Copyright 2019 - Clinical Commissioning Groups Association

70 years on: what is the path ahead? - Professor Terry Young BSc PhD FBCS

The National Health Service was founded six years before the first kidney transplant [1], when X-rays were still captured on film, and moving images and contrast media were still radiological novelties [2]. Meanwhile, a nascent pharmaceutical sector was learning to produce penicillin in quantity while seeking to plan drug discovery rather than waiting for happy accidents. However, the seminal event of the 1940s was the birth of the NHS with the idea, not of heroic medicine performing miracles for the lucky few, but of mundane medicine that worked for millions. Indeed, the heroic and mundane characterised the next 70 years in a struggle to manage the migration of the heroically expensive to the affordably mundane in delivering mass-medicine.
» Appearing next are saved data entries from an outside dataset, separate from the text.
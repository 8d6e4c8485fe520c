use std::fs::{self, File};
use std::io::{Read, Write};
use std::path::Path;
use std::sync::Arc;

use docx_patch_cli::batch::{run_batch, BatchManifest, JobOutcome, JobSpec};
use docx_patch_core::{DocxPatcher, SubstitutionRule};
use pretty_assertions::assert_eq;
use tempfile::TempDir;
use zip::write::SimpleFileOptions;
use zip::{ZipArchive, ZipWriter};

fn school_body(cases: u32, hospitalizations: u32) -> String {
    format!(
        concat!(
            r#"<?xml version="1.0" encoding="UTF-8" standalone="yes"?>"#,
            r#"<w:document xmlns:w="http://schemas.openxmlformats.org/wordprocessingml/2006/main"><w:body>"#,
            r#"<w:p><w:r><w:t>Without vaccination we expect {} cases and {} hospitalizations.</w:t></w:r></w:p>"#,
            r#"</w:body></w:document>"#
        ),
        cases, hospitalizations
    )
}

fn write_docx(path: &Path, body: &str) {
    let mut zip = ZipWriter::new(File::create(path).unwrap());
    let options = SimpleFileOptions::default();
    zip.start_file("[Content_Types].xml", options).unwrap();
    zip.write_all(b"<Types/>").unwrap();
    zip.start_file("word/document.xml", options).unwrap();
    zip.write_all(body.as_bytes()).unwrap();
    zip.finish().unwrap();
}

fn read_body(path: &Path) -> String {
    let mut archive = ZipArchive::new(File::open(path).unwrap()).unwrap();
    let mut xml = String::new();
    archive
        .by_name("word/document.xml")
        .unwrap()
        .read_to_string(&mut xml)
        .unwrap();
    xml
}

fn highlight_rules() -> Vec<SubstitutionRule> {
    vec![
        SubstitutionRule::new("([0-9]+) cases", "\\1 cases"),
        SubstitutionRule::new("([0-9]+) hospitalizations", "\\1 hospitalizations"),
    ]
}

fn job(dir: &Path, name: &str, input: &str) -> JobSpec {
    JobSpec {
        name: name.to_string(),
        input: dir.join(input),
        output: dir.join("out").join(format!("{name}.docx")),
        rules: highlight_rules(),
        bold_red: true,
        literal: false,
    }
}

#[tokio::test]
async fn test_batch_continues_after_failure() {
    let dir = TempDir::new().unwrap();
    fs::create_dir_all(dir.path().join("out")).unwrap();
    write_docx(&dir.path().join("lincoln.docx"), &school_body(42, 3));
    write_docx(&dir.path().join("jefferson.docx"), &school_body(17, 1));
    fs::write(dir.path().join("broken.docx"), b"not an archive").unwrap();

    let manifest = BatchManifest {
        jobs: vec![
            job(dir.path(), "lincoln", "lincoln.docx"),
            job(dir.path(), "broken", "broken.docx"),
            job(dir.path(), "missing", "missing.docx"),
            job(dir.path(), "jefferson", "jefferson.docx"),
        ],
    };
    let patcher = Arc::new(DocxPatcher::new_with_base_dir(dir.path().join("work")).unwrap());

    let summary = run_batch(patcher, manifest, 2).await;

    assert_eq!(summary.succeeded, 2);
    assert_eq!(summary.failed, 2);
    let names: Vec<&str> = summary.jobs.iter().map(|j| j.name.as_str()).collect();
    assert_eq!(names, vec!["lincoln", "broken", "missing", "jefferson"]);

    match &summary.jobs[1].outcome {
        JobOutcome::Failed { kind, .. } => assert_eq!(kind, "corrupt_archive"),
        other => panic!("unexpected outcome: {other:?}"),
    }
    match &summary.jobs[2].outcome {
        JobOutcome::Failed { kind, .. } => assert_eq!(kind, "not_found"),
        other => panic!("unexpected outcome: {other:?}"),
    }
    match &summary.jobs[0].outcome {
        JobOutcome::Patched { report } => assert_eq!(report.matches, vec![1, 1]),
        other => panic!("unexpected outcome: {other:?}"),
    }

    let lincoln = read_body(&dir.path().join("out/lincoln.docx"));
    assert!(lincoln.contains("<w:color w:val=\"FF0000\"/></w:rPr><w:t xml:space=\"preserve\">42 cases</w:t>"));
    assert!(lincoln.contains("3 hospitalizations</w:t>"));
    let jefferson = read_body(&dir.path().join("out/jefferson.docx"));
    assert!(jefferson.contains("17 cases</w:t>"));

    assert!(!dir.path().join("out/broken.docx").exists());
    assert!(!dir.path().join("out/missing.docx").exists());
    assert_eq!(fs::read_dir(dir.path().join("work")).unwrap().count(), 0);
}

#[tokio::test]
async fn test_empty_batch() {
    let dir = TempDir::new().unwrap();
    let patcher = Arc::new(DocxPatcher::new_with_base_dir(dir.path()).unwrap());

    let summary = run_batch(patcher, BatchManifest::default(), 4).await;

    assert_eq!(summary.succeeded, 0);
    assert_eq!(summary.failed, 0);
    assert!(summary.jobs.is_empty());
}

#[test]
fn test_manifest_paths_resolve_against_manifest_dir() {
    let dir = TempDir::new().unwrap();
    let manifest_path = dir.path().join("jobs.json");
    fs::write(
        &manifest_path,
        r#"{
            "jobs": [
                {
                    "name": "school-001",
                    "input": "rendered/school-001.docx",
                    "output": "reports/school-001.docx",
                    "bold_red": true,
                    "rules": [{"find": "([0-9]+) cases", "replace": "\\1 cases"}]
                }
            ]
        }"#,
    )
    .unwrap();

    let manifest = BatchManifest::load(&manifest_path).unwrap();

    assert_eq!(manifest.jobs.len(), 1);
    let job = &manifest.jobs[0];
    assert_eq!(job.input, dir.path().join("rendered/school-001.docx"));
    assert_eq!(job.output, dir.path().join("reports/school-001.docx"));
    assert!(job.bold_red);
    assert!(!job.literal);
    assert_eq!(job.rules, vec![SubstitutionRule::new("([0-9]+) cases", "\\1 cases")]);
}

#[test]
fn test_manifest_rejects_bad_json() {
    let dir = TempDir::new().unwrap();
    let manifest_path = dir.path().join("jobs.json");
    fs::write(&manifest_path, "{ not json").unwrap();

    let err = BatchManifest::load(&manifest_path).unwrap_err();
    assert!(err.to_string().contains("Invalid manifest JSON"));
}
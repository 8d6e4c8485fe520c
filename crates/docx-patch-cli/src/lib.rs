//! Front end for docx-patch-core: single-document patching and the
//! per-school batch runner used after template rendering.

pub mod batch;
pub mod config;
pub mod rules;
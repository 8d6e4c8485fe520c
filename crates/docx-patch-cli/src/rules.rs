use docx_patch_core::{wrap_bold_red, SubstitutionRule};

/// Turn user-supplied rules into the rules handed to the patcher.
///
/// With `literal`, find and replace texts are plain document text and get
/// escaped for the serialized XML. With `bold_red`, every replacement is
/// wrapped in emphasis markup after that escaping.
pub fn prepare_rules(
    rules: Vec<SubstitutionRule>,
    literal: bool,
    bold_red: bool,
) -> Vec<SubstitutionRule> {
    let rules: Vec<SubstitutionRule> = if literal {
        rules
            .iter()
            .map(|r| SubstitutionRule::literal(&r.find, &r.replacement))
            .collect()
    } else {
        rules
    };

    if !bold_red {
        return rules;
    }

    let replacements: Vec<&str> = rules.iter().map(|r| r.replacement.as_str()).collect();
    let formatted = wrap_bold_red(&replacements);
    rules
        .iter()
        .zip(formatted)
        .map(|(rule, replacement)| SubstitutionRule::new(rule.find.clone(), replacement))
        .collect()
}
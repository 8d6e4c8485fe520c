//! Run formatting injected around replacement text.
//!
//! A replacement is spliced into the middle of a `<w:t>` element. The
//! opening fragment closes that text element and its run, then opens a new
//! run carrying the emphasis properties. The closing fragment ends the
//! emphasised run and opens a run with reset properties, whose text element
//! receives whatever followed the match in the original run.

/// Character properties applied to one run.
#[derive(Debug, Clone, PartialEq, Eq)]
pub struct RunStyle {
    pub bold: bool,
    /// Hex RGB like "FF0000"
    pub color: String,
}

impl RunStyle {
    pub fn bold_red() -> Self {
        Self {
            bold: true,
            color: "FF0000".to_string(),
        }
    }

    /// Non-bold black, restored after an emphasised span.
    pub fn plain() -> Self {
        Self {
            bold: false,
            color: "000000".to_string(),
        }
    }

    /// `<w:rPr>` block for this style.
    pub fn run_properties(&self) -> String {
        let bold = if self.bold {
            "<w:b/>"
        } else {
            "<w:b w:val=\"0\"/>"
        };
        format!(
            "<w:rPr>{}<w:color w:val=\"{}\"/></w:rPr>",
            bold, self.color
        )
    }

    /// Fragment that ends the current run and starts a text element in a
    /// run with this style.
    pub fn run_start(&self) -> String {
        format!(
            "</w:t></w:r><w:r>{}<w:t xml:space=\"preserve\">",
            self.run_properties()
        )
    }
}

/// Wrap every replacement so it renders with `emphasis` and the text after
/// it falls back to `reset`.
pub fn wrap_replacements<S: AsRef<str>>(
    replacements: &[S],
    emphasis: &RunStyle,
    reset: &RunStyle,
) -> Vec<String> {
    let open = emphasis.run_start();
    let close = reset.run_start();
    replacements
        .iter()
        .map(|r| format!("{}{}{}", open, r.as_ref(), close))
        .collect()
}

/// Bold red emphasis, reset to non-bold black afterwards.
pub fn wrap_bold_red<S: AsRef<str>>(replacements: &[S]) -> Vec<String> {
    wrap_replacements(replacements, &RunStyle::bold_red(), &RunStyle::plain())
}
This quest is a very British story about evidence, social conscience, policy and funding. The British Doctors Study ran for half a century from 1951 but within 4 years had demonstrated the link between smoking and cancer[3]. It confounded popular belief – that smoking was good for you – and established clinical investigation as the way to make medical choices, following Hill’s breakthrough randomised controlled trial (RCT) of streptomycin in 1948 [4]. Clinical trials typically divide a group of people (e.g. with pulmonary TB) into two groups at random (so that they are as similar as possible). One is given the intervention under test (administrating streptomycin) while the other is not, and the outcomes (recovery from TB) are counted. For those interested in the history of trials, the James Lind Library has more information[5]: it is named after the eighteenth century Scottish physician who conducted an early trial to show how citrus fruit could end scurvy.
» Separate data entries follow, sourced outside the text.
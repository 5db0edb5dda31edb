use chrono::Utc;
use radar_core::config::{
    ChangePattern, ConfidenceTierBounds, DetectionConfig, FieldCondition, MovementRule,
};
use radar_core::models::{ConfidenceTier, EntityRef, EntityState, MovementType, Snapshot, StateField};
use radar_movement::{confidence, ChangeDetector, MovementClassifier};

fn config() -> DetectionConfig {
    DetectionConfig {
        hash_fields: vec![
            StateField::Employer,
            StateField::Title,
            StateField::Department,
        ],
        movement_rules: vec![
            MovementRule {
                id: "hire-employer-gained".to_string(),
                movement: MovementType::Hire,
                base_confidence: 0.9,
                conditions: vec![FieldCondition {
                    field: StateField::Employer,
                    change: ChangePattern::Gained,
                    new_value_pattern: None,
                }],
            },
            MovementRule {
                id: "exit-employer-cleared".to_string(),
                movement: MovementType::Exit,
                base_confidence: 0.85,
                conditions: vec![FieldCondition {
                    field: StateField::Employer,
                    change: ChangePattern::Cleared,
                    new_value_pattern: None,
                }],
            },
            MovementRule {
                id: "transfer-department-changed".to_string(),
                movement: MovementType::Transfer,
                base_confidence: 0.6,
                conditions: vec![FieldCondition {
                    field: StateField::Department,
                    change: ChangePattern::Changed,
                    new_value_pattern: None,
                }],
            },
            MovementRule {
                id: "promotion-title-senior".to_string(),
                movement: MovementType::Promotion,
                base_confidence: 0.7,
                conditions: vec![FieldCondition {
                    field: StateField::Title,
                    change: ChangePattern::Changed,
                    new_value_pattern: Some("(?i)senior|vp|head|director".to_string()),
                }],
            },
        ],
        contradiction_rules: vec![],
        confidence_tiers: ConfidenceTierBounds {
            medium_min: 0.5,
            high_min: 0.8,
        },
        movement_modifiers: Default::default(),
    }
}

fn detect(old: &EntityState, new: &EntityState) -> radar_core::models::ChangeSet {
    let detector = ChangeDetector::new(&config()).unwrap();
    let snapshot = Snapshot {
        entity: EntityRef::new("p1", "o1"),
        state: old.clone(),
        content_hash: detector.hash(old),
        observed_at: Utc::now(),
    };
    detector.detect(Some(&snapshot), new)
}

// ── Hire detection ───────────────────────────────────────────────────────

#[test]
fn null_to_employer_classifies_as_hire() {
    let old = EntityState::default();
    let new = EntityState {
        employer: Some("Acme".to_string()),
        ..Default::default()
    };
    let change_set = detect(&old, &new);

    let classifier = MovementClassifier::new(&config()).unwrap();
    let matched = classifier.classify(&new, &change_set).expect("should classify");
    assert_eq!(matched.movement_type, MovementType::Hire);
    assert_eq!(matched.matched_rules, vec!["hire-employer-gained"]);
    assert!(matched.base_confidence >= 0.9);
}

#[test]
fn hire_confidence_reaches_high_tier_on_complete_record() {
    let cfg = config();
    let new = EntityState {
        employer: Some("Acme".to_string()),
        title: Some("VP Sales".to_string()),
        seniority: Some("vp".to_string()),
        department: Some("sales".to_string()),
        location: Some("NYC".to_string()),
        employment_status: Some("active".to_string()),
    };
    let final_confidence = confidence::compose(0.9, MovementType::Hire, &new, &cfg);
    assert_eq!(confidence::tier(final_confidence, &cfg), ConfidenceTier::High);
}

// ── Exit / transfer / promotion ──────────────────────────────────────────

#[test]
fn employer_cleared_classifies_as_exit() {
    let old = EntityState {
        employer: Some("Acme".to_string()),
        ..Default::default()
    };
    let new = EntityState::default();
    let change_set = detect(&old, &new);

    let classifier = MovementClassifier::new(&config()).unwrap();
    let matched = classifier.classify(&new, &change_set).unwrap();
    assert_eq!(matched.movement_type, MovementType::Exit);
}

#[test]
fn title_change_to_senior_classifies_as_promotion() {
    let old = EntityState {
        employer: Some("Acme".to_string()),
        title: Some("Account Executive".to_string()),
        ..Default::default()
    };
    let new = EntityState {
        title: Some("Senior Account Executive".to_string()),
        ..old.clone()
    };
    let change_set = detect(&old, &new);

    let classifier = MovementClassifier::new(&config()).unwrap();
    let matched = classifier.classify(&new, &change_set).unwrap();
    assert_eq!(matched.movement_type, MovementType::Promotion);
}

// ── Rule ordering ────────────────────────────────────────────────────────

#[test]
fn earlier_rule_wins_when_both_match() {
    // Department change plus a senior title change: the transfer rule is
    // declared before the promotion rule, so transfer wins.
    let old = EntityState {
        employer: Some("Acme".to_string()),
        title: Some("AE".to_string()),
        department: Some("smb".to_string()),
        ..Default::default()
    };
    let new = EntityState {
        title: Some("Senior AE".to_string()),
        department: Some("enterprise".to_string()),
        ..old.clone()
    };
    let change_set = detect(&old, &new);

    let classifier = MovementClassifier::new(&config()).unwrap();
    let matched = classifier.classify(&new, &change_set).unwrap();
    assert_eq!(matched.movement_type, MovementType::Transfer);
}

// ── Misses ───────────────────────────────────────────────────────────────

#[test]
fn unmatched_change_returns_none_without_error() {
    // Title changed to something no pattern matches; no other rule applies.
    let old = EntityState {
        employer: Some("Acme".to_string()),
        title: Some("AE".to_string()),
        ..Default::default()
    };
    let new = EntityState {
        title: Some("Account Manager".to_string()),
        ..old.clone()
    };
    let change_set = detect(&old, &new);
    assert!(change_set.is_different);

    let classifier = MovementClassifier::new(&config()).unwrap();
    assert!(classifier.classify(&new, &change_set).is_none());
}

#[test]
fn first_seen_never_classifies() {
    let detector = ChangeDetector::new(&config()).unwrap();
    let new = EntityState {
        employer: Some("Acme".to_string()),
        ..Default::default()
    };
    let change_set = detector.detect(None, &new);
    assert!(change_set.first_seen);

    let classifier = MovementClassifier::new(&config()).unwrap();
    assert!(classifier.classify(&new, &change_set).is_none());
}
use std::collections::HashMap;

use serde::{Deserialize, Serialize};

use super::defaults;
use crate::errors::ConfigError;
use crate::models::SignalType;

/// One step of the age-based decay curve: signals up to `max_age_days`
/// old contribute at `factor`. Bands are ordered by age; anything older
/// than the last band contributes at the floor.
#[derive(Debug, Clone, Copy, Serialize, Deserialize)]
pub struct DecayBand {
    pub max_age_days: u64,
    pub factor: f64,
}

/// Hard limit on how much a score may increase within a time window.
#[derive(Debug, Clone, Serialize, Deserialize)]
pub struct SafetyCapConfig {
    pub max_delta: f64,
    #[serde(default = "defaults::safety_cap_window_hours")]
    pub window_hours: u64,
}

/// Scoring subsystem configuration. Weight table and decay curve are
/// required: the engine refuses to start without them.
#[derive(Debug, Clone, Serialize, Deserialize)]
pub struct ScoringConfig {
    /// Base weight per signal type. Must cover every signal type.
    pub weights: HashMap<SignalType, f64>,
    /// Ordered decay steps.
    pub decay_bands: Vec<DecayBand>,
    /// Contribution floor for very old signals. Strictly positive so
    /// long-tail memory is never fully erased.
    pub decay_floor: f64,
    /// Per-source confidence modifiers; unknown sources use the default.
    #[serde(default)]
    pub source_modifiers: HashMap<String, f64>,
    #[serde(default = "defaults::source_modifier")]
    pub default_source_modifier: f64,
    pub safety_cap: SafetyCapConfig,
}

impl ScoringConfig {
    pub fn validate(&self) -> Result<(), ConfigError> {
        for signal_type in SignalType::ALL {
            if !self.weights.contains_key(&signal_type) {
                return Err(ConfigError::MissingWeight {
                    signal_type: signal_type.to_string(),
                });
            }
        }

        if self.decay_bands.is_empty() {
            return Err(ConfigError::EmptyDecayCurve);
        }
        for (i, window) in self.decay_bands.windows(2).enumerate() {
            let ordered = window[0].max_age_days < window[1].max_age_days;
            let non_increasing = window[0].factor >= window[1].factor;
            if !ordered || !non_increasing {
                return Err(ConfigError::NonMonotonicDecay { index: i + 1 });
            }
        }
        if self.decay_floor <= 0.0 {
            return Err(ConfigError::InvalidDecayFloor {
                floor: self.decay_floor,
            });
        }
        if let Some(last) = self.decay_bands.last() {
            if self.decay_floor > last.factor {
                return Err(ConfigError::NonMonotonicDecay {
                    index: self.decay_bands.len(),
                });
            }
        }

        if self.safety_cap.max_delta <= 0.0 {
            return Err(ConfigError::InvalidSafetyCap {
                max_delta: self.safety_cap.max_delta,
            });
        }

        Ok(())
    }
}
In 1972, another Scottish doctor, Cochrane, advocated widespread use of RCTs and that all specialties periodically summarised those RCTs in a systematic way that would inform practice. The global Cochrane Collaboration and it systematic reviews of healthcare interventions [6] remains to this day and his book [7] is still in print. With the establishment of NICE (now the National Institute for Health and Care Excellence) in 1999 [8], the struggle between the heroic and the mundane took a new turn as the NHS set the production of guidance upon a combination of trials results and economic principles to assess when society (through the NHS) should pay for a treatment. The open appeal to affordability – alongside safety, efficacy or performance – was initially radical, and the role of NICE is now embedded in law through the Health and Social Care Act (2012).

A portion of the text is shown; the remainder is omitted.